**What is expected:**
Read the records and gather each line that includes "chrono".

-- Opening Marker --

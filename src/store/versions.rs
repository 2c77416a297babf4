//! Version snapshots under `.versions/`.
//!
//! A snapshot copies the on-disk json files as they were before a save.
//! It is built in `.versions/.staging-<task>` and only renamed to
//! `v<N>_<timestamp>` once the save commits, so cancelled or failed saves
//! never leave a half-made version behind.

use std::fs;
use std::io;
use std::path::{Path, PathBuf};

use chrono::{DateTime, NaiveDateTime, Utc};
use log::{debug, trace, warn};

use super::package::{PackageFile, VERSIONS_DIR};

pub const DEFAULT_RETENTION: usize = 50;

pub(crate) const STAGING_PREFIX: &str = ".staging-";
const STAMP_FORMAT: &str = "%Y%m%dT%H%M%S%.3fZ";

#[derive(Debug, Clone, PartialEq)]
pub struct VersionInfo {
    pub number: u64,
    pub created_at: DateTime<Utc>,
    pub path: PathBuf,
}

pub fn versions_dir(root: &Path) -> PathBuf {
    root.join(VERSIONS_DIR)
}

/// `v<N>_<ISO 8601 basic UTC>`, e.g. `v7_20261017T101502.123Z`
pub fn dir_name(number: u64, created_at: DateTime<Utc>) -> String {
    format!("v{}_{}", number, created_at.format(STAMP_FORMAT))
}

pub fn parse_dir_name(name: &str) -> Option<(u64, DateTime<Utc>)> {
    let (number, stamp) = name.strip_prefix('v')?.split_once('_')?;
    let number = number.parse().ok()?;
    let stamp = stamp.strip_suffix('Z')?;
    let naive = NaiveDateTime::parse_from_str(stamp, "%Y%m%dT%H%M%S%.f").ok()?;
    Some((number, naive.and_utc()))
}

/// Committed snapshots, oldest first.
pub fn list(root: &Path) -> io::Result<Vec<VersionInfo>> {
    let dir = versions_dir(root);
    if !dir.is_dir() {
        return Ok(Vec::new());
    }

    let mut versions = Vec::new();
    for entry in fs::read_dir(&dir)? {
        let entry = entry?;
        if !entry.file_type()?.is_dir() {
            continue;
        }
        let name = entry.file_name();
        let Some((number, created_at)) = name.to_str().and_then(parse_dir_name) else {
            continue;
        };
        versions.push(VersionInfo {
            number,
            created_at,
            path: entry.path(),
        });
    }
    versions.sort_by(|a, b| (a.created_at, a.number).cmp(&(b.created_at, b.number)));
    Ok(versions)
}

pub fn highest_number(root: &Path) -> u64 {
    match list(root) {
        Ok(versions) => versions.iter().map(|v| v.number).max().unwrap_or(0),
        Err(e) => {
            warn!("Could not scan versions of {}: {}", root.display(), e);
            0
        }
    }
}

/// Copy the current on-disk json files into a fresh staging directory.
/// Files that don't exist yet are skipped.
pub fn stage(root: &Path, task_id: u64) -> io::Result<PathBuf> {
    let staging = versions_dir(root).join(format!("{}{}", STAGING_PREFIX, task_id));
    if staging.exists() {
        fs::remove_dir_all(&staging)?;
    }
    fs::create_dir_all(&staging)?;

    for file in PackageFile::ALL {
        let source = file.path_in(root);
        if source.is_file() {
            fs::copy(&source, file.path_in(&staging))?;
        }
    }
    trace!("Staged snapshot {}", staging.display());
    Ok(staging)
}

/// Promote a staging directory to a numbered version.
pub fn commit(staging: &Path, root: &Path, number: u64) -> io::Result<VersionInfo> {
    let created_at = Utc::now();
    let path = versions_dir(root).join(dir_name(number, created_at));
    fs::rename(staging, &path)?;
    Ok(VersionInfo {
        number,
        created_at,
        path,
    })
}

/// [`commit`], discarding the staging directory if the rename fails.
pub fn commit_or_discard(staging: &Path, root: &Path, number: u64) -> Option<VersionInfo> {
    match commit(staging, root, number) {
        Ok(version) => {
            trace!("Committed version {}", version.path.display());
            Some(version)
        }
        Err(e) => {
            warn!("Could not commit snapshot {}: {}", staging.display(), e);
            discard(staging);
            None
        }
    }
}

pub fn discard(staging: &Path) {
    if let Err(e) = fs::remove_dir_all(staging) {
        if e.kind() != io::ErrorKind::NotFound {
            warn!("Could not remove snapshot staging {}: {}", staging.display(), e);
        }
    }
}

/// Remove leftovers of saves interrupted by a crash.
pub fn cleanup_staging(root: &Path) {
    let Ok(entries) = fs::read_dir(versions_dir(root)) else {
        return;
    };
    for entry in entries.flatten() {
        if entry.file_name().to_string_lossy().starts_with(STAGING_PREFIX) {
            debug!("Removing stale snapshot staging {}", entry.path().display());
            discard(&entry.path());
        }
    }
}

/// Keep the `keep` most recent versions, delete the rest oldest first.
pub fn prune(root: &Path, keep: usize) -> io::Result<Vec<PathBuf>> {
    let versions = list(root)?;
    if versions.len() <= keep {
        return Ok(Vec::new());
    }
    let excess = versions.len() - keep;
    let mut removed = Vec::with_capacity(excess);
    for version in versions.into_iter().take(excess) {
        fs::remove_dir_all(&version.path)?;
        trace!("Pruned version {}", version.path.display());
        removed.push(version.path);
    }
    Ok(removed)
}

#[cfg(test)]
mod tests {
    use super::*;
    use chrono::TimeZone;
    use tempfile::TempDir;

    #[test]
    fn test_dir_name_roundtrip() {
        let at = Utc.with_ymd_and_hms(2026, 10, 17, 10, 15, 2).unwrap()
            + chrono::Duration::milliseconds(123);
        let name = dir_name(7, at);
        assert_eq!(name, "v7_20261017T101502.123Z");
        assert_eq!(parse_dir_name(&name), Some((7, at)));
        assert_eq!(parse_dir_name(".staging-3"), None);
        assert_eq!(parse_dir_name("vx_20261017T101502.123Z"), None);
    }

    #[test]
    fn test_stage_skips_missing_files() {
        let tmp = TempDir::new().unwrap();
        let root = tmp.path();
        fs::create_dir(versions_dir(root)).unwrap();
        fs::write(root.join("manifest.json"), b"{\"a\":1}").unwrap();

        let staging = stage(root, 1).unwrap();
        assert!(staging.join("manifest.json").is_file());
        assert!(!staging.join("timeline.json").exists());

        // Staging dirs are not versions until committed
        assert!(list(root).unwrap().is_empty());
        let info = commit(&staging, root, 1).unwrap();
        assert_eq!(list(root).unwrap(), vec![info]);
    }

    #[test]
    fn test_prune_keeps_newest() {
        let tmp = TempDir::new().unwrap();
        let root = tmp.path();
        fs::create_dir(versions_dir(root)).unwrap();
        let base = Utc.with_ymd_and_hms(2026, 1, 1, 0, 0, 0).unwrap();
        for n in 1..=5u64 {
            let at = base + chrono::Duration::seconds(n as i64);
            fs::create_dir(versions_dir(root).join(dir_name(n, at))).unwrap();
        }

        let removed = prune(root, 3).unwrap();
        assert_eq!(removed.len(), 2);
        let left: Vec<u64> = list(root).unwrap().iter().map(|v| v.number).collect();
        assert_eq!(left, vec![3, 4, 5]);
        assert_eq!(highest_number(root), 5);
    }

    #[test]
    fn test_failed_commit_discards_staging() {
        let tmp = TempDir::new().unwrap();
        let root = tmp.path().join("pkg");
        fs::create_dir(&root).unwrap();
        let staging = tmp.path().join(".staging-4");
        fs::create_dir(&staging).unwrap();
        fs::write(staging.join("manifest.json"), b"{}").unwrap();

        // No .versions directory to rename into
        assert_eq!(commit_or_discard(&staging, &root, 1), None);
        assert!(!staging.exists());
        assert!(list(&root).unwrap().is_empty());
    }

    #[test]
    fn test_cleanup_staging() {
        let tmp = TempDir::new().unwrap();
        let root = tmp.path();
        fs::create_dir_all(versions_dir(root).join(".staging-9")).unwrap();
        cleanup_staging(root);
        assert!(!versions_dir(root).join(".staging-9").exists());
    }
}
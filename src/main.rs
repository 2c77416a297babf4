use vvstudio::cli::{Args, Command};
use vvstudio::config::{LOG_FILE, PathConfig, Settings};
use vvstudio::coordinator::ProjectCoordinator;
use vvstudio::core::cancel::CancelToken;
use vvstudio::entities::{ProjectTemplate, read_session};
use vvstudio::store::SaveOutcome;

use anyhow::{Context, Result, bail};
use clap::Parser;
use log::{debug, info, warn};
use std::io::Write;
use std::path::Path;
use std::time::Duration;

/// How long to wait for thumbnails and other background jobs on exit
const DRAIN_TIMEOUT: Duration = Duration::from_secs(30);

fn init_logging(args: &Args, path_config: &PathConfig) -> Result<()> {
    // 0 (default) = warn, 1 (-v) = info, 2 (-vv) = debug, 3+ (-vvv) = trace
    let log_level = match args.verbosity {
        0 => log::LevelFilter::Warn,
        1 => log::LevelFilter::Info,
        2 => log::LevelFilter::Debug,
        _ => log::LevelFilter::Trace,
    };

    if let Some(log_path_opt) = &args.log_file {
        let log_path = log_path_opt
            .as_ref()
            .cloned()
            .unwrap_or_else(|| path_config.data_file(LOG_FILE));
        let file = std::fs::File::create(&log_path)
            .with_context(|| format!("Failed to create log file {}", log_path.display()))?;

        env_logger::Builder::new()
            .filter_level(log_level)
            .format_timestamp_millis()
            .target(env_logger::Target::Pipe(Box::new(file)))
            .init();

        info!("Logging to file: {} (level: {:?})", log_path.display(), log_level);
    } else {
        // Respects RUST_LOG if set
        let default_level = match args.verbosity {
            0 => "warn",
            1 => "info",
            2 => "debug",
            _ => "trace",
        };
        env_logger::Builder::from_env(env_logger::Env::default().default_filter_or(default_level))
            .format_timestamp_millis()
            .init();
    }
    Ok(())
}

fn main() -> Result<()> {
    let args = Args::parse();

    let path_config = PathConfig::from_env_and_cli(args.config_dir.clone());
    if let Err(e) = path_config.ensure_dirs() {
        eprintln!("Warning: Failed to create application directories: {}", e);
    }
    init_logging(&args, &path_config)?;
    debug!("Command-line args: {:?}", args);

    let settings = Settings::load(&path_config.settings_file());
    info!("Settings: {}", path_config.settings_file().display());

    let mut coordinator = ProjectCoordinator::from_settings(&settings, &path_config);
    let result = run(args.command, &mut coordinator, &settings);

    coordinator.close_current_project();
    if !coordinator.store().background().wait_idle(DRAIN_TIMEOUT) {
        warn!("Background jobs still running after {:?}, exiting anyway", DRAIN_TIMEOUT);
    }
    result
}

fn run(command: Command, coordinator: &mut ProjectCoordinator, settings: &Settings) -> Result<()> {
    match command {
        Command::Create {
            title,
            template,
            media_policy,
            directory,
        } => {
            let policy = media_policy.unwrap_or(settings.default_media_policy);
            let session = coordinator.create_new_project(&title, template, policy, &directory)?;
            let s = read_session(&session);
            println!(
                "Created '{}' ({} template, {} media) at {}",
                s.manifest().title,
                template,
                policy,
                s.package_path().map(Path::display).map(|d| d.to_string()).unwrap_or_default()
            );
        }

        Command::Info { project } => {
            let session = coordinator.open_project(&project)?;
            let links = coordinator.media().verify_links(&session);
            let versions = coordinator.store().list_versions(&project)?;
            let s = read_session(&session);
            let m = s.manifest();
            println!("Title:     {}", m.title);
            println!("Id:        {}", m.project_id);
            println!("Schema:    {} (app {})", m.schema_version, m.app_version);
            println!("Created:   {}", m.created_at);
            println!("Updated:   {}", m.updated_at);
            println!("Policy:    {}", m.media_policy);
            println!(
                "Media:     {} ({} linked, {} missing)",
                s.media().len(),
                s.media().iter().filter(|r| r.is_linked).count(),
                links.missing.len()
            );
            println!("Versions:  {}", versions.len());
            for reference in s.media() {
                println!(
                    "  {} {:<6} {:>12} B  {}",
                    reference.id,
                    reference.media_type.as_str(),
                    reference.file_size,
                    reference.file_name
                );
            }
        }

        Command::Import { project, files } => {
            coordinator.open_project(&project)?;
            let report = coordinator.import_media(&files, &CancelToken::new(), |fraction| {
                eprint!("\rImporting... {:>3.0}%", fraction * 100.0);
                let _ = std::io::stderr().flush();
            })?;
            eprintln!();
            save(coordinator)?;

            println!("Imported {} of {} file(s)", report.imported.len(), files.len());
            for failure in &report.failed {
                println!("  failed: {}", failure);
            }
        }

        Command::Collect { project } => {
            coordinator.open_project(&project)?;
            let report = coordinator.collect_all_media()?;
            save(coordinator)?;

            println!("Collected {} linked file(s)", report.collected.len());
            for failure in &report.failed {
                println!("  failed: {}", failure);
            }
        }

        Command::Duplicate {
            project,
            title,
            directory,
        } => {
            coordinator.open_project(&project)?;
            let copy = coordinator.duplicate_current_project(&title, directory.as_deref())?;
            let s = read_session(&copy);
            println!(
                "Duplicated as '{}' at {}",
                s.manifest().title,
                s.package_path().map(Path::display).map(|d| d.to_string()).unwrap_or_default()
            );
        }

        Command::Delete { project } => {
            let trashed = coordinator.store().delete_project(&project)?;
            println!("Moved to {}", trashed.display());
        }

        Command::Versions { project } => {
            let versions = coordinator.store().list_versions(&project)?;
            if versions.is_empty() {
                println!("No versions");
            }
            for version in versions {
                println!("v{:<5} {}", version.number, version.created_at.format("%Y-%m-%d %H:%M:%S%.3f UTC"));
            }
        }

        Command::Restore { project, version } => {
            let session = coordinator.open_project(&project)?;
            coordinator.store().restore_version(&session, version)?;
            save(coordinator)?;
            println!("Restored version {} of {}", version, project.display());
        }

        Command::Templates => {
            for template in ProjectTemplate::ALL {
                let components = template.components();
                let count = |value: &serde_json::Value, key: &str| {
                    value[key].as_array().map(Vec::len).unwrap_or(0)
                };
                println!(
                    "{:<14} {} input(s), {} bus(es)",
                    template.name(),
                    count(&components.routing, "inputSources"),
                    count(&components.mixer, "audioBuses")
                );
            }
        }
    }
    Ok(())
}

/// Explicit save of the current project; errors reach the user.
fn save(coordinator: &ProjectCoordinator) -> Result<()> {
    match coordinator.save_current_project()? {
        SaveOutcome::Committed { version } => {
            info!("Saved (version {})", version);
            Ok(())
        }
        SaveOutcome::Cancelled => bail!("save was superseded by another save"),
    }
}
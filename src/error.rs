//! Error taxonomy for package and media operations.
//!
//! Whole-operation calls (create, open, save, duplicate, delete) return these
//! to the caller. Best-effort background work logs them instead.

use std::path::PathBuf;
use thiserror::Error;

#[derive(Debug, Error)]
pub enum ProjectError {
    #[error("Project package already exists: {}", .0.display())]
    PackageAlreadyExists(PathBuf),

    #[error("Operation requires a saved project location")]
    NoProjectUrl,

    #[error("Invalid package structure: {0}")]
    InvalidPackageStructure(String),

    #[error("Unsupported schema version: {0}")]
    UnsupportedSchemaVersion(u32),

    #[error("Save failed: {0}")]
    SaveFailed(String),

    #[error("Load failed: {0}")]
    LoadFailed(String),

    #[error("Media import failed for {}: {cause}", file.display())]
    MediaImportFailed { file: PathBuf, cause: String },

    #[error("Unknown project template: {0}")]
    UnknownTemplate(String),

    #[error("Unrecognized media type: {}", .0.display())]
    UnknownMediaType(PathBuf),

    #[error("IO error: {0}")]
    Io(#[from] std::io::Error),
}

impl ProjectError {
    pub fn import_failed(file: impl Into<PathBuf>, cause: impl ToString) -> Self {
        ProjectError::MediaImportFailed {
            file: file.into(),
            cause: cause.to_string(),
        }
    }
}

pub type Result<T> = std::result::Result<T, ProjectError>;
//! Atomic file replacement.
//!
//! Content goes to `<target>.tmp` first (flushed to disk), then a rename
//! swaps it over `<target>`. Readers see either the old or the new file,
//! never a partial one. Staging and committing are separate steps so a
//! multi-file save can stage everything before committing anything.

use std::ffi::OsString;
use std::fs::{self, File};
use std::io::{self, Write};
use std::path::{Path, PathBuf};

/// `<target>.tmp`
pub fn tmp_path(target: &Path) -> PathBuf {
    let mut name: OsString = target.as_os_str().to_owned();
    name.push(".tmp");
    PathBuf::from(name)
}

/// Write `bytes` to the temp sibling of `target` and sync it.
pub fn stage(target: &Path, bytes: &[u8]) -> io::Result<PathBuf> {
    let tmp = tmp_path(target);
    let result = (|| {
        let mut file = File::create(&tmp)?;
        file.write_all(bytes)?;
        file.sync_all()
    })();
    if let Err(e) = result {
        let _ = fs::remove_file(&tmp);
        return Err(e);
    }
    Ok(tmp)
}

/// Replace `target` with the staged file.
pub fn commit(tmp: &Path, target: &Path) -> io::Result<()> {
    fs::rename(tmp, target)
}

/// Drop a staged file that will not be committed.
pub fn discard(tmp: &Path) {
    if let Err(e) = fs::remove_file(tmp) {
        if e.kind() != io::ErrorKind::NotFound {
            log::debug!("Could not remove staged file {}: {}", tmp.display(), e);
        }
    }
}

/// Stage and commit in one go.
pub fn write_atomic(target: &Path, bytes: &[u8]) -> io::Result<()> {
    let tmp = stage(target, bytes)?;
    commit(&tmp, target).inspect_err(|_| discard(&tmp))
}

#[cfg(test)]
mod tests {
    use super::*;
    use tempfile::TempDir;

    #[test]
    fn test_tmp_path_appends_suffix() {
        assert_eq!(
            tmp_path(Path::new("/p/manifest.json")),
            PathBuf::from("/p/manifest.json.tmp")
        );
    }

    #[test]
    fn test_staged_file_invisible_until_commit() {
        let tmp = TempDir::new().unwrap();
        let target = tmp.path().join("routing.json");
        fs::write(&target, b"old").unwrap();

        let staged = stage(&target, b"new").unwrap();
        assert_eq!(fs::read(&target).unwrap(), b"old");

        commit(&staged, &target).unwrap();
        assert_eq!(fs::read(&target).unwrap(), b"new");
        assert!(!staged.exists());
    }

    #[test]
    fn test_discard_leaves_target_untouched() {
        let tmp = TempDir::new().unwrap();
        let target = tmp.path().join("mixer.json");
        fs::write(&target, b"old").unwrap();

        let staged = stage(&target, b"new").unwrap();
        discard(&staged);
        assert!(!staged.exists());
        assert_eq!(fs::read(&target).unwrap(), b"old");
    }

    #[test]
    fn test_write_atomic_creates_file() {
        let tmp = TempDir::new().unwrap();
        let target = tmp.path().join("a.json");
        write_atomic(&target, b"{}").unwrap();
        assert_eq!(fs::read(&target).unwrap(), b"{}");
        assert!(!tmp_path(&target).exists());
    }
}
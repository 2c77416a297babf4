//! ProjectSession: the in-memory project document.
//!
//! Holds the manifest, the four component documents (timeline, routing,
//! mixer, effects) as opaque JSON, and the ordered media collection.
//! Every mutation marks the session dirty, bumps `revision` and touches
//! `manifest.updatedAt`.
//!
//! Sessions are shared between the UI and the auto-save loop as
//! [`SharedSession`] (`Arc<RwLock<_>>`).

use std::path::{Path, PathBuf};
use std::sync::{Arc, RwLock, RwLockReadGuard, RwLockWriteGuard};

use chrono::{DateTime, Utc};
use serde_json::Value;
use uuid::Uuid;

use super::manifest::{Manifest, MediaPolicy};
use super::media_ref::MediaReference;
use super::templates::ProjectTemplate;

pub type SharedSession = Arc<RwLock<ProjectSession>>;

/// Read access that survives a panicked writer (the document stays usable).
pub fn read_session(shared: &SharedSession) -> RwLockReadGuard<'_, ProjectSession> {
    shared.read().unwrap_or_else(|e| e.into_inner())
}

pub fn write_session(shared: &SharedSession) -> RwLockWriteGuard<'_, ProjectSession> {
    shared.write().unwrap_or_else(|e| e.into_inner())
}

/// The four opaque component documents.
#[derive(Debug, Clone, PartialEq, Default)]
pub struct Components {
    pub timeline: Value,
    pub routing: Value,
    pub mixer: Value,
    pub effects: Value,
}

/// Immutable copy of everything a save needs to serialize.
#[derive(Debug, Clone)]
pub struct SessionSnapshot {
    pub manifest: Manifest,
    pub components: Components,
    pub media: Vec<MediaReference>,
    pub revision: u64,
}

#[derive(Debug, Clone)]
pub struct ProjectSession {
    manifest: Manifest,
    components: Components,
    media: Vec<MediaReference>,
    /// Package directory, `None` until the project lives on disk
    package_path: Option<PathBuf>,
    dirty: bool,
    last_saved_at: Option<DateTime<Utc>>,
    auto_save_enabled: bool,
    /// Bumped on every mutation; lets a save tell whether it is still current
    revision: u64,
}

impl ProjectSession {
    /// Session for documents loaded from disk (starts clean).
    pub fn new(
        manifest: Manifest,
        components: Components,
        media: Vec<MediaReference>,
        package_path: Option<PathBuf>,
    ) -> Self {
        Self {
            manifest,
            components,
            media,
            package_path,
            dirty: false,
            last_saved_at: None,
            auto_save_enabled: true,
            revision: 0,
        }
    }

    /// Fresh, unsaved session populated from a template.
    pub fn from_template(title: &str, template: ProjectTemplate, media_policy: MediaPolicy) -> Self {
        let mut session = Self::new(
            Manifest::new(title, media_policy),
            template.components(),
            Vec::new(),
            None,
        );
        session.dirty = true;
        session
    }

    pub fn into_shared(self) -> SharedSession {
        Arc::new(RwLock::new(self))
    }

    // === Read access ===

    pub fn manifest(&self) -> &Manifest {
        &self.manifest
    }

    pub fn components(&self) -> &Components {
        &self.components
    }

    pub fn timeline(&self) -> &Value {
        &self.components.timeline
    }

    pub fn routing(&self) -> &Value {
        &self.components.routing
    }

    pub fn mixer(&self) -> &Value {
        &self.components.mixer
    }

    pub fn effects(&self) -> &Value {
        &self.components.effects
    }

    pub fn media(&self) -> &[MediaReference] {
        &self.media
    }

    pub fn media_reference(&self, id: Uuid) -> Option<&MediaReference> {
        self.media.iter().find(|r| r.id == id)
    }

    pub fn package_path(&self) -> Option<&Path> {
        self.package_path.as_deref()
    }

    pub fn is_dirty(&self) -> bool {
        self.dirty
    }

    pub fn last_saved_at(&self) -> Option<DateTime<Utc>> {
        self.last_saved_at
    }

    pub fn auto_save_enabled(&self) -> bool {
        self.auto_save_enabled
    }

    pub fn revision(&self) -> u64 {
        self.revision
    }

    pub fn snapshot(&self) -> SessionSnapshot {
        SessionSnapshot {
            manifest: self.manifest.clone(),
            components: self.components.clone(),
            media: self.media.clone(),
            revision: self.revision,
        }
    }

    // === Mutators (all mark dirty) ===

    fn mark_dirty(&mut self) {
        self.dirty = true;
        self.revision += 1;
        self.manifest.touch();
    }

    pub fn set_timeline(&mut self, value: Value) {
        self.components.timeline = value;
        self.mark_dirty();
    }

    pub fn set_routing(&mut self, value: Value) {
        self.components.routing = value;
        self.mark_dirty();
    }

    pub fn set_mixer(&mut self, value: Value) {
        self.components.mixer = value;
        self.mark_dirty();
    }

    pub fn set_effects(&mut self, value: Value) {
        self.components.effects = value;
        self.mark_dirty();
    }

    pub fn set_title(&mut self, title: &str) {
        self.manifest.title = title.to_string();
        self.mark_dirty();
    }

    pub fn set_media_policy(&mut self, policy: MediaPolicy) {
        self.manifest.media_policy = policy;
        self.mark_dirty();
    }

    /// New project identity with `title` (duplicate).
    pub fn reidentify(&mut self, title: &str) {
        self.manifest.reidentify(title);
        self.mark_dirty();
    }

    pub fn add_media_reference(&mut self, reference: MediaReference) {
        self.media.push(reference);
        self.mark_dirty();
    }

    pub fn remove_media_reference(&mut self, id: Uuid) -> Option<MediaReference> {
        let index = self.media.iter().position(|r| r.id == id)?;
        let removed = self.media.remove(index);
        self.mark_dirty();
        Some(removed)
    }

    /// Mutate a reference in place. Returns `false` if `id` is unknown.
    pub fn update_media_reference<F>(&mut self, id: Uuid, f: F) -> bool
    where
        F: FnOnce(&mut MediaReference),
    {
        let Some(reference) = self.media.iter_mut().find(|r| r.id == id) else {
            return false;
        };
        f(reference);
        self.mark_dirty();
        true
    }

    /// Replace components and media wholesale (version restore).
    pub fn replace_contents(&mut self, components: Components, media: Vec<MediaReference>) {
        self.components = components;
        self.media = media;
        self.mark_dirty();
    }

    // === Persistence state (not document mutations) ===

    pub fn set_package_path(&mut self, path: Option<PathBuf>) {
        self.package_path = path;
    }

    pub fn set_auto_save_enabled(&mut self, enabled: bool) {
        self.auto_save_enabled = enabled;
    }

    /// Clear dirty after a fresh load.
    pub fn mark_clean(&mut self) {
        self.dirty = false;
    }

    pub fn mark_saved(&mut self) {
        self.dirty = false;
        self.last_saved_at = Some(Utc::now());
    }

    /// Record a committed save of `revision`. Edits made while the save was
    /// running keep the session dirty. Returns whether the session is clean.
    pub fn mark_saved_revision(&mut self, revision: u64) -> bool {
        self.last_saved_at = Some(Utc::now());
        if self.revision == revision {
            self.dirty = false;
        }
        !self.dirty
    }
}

-- Closing Marker --

**Final answer:**
use chrono::{DateTime, NaiveDateTime, Utc};
    use chrono::TimeZone;
            + chrono::Duration::milliseconds(123);
            let at = base + chrono::Duration::seconds(n as i64);
use chrono::{DateTime, Utc};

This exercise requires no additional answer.